■ **EXERCISE PROMPT**:
Find all lines in the records that include the word "BETA", and copy them out.

■ **ENTRIES SUPPLIED**:
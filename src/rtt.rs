//! 링크별 적응형 타임아웃 (Jacobson/Karn)
//!
//! 워커 하나가 독점 소유하므로 동기화 없음

use std::time::Duration;

/// EstimatedRTT 가중치
pub const ALPHA: f64 = 0.125;

/// DevRTT 가중치
pub const BETA: f64 = 0.25;

#[derive(Debug, Clone)]
pub struct RttEstimator {
    pub estimated_rtt: f64, // seconds
    pub deviation_rtt: f64, // seconds
    pub timeout: f64,       // seconds
    max_timeout: f64,
}

impl RttEstimator {
    pub fn new(initial_timeout: Duration, max_timeout: Duration) -> Self {
        let initial = initial_timeout.as_secs_f64();
        Self {
            estimated_rtt: initial,
            deviation_rtt: 0.0,
            timeout: initial,
            max_timeout: max_timeout.as_secs_f64().max(initial),
        }
    }

    // 호출 위치: 첫 시도에 대한 응답 수신 시 (재전송 요청은 샘플링 금지)
    pub fn on_sample(&mut self, sample: Duration) {
        let s = sample.as_secs_f64();

        self.estimated_rtt = (1.0 - ALPHA) * self.estimated_rtt + ALPHA * s;
        // 갱신된 estimated_rtt 기준 편차
        self.deviation_rtt =
            (1.0 - BETA) * self.deviation_rtt + BETA * (s - self.estimated_rtt).abs();
        self.timeout = (self.estimated_rtt + 4.0 * self.deviation_rtt).min(self.max_timeout);
    }

    // 호출 위치: 응답 대기 타임아웃
    pub fn on_timeout(&mut self) {
        self.timeout = (self.timeout * 2.0).min(self.max_timeout);
    }

    pub fn current_timeout(&self) -> Duration {
        Duration::from_secs_f64(self.timeout)
    }

    pub fn estimated(&self) -> Duration {
        Duration::from_secs_f64(self.estimated_rtt)
    }

    pub fn deviation(&self) -> Duration {
        Duration::from_secs_f64(self.deviation_rtt)
    }
}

■ **RESPONSE**:
pub const BETA: f64 = 0.25;
            (1.0 - BETA) * self.deviation_rtt + BETA * (s - self.estimated_rtt).abs();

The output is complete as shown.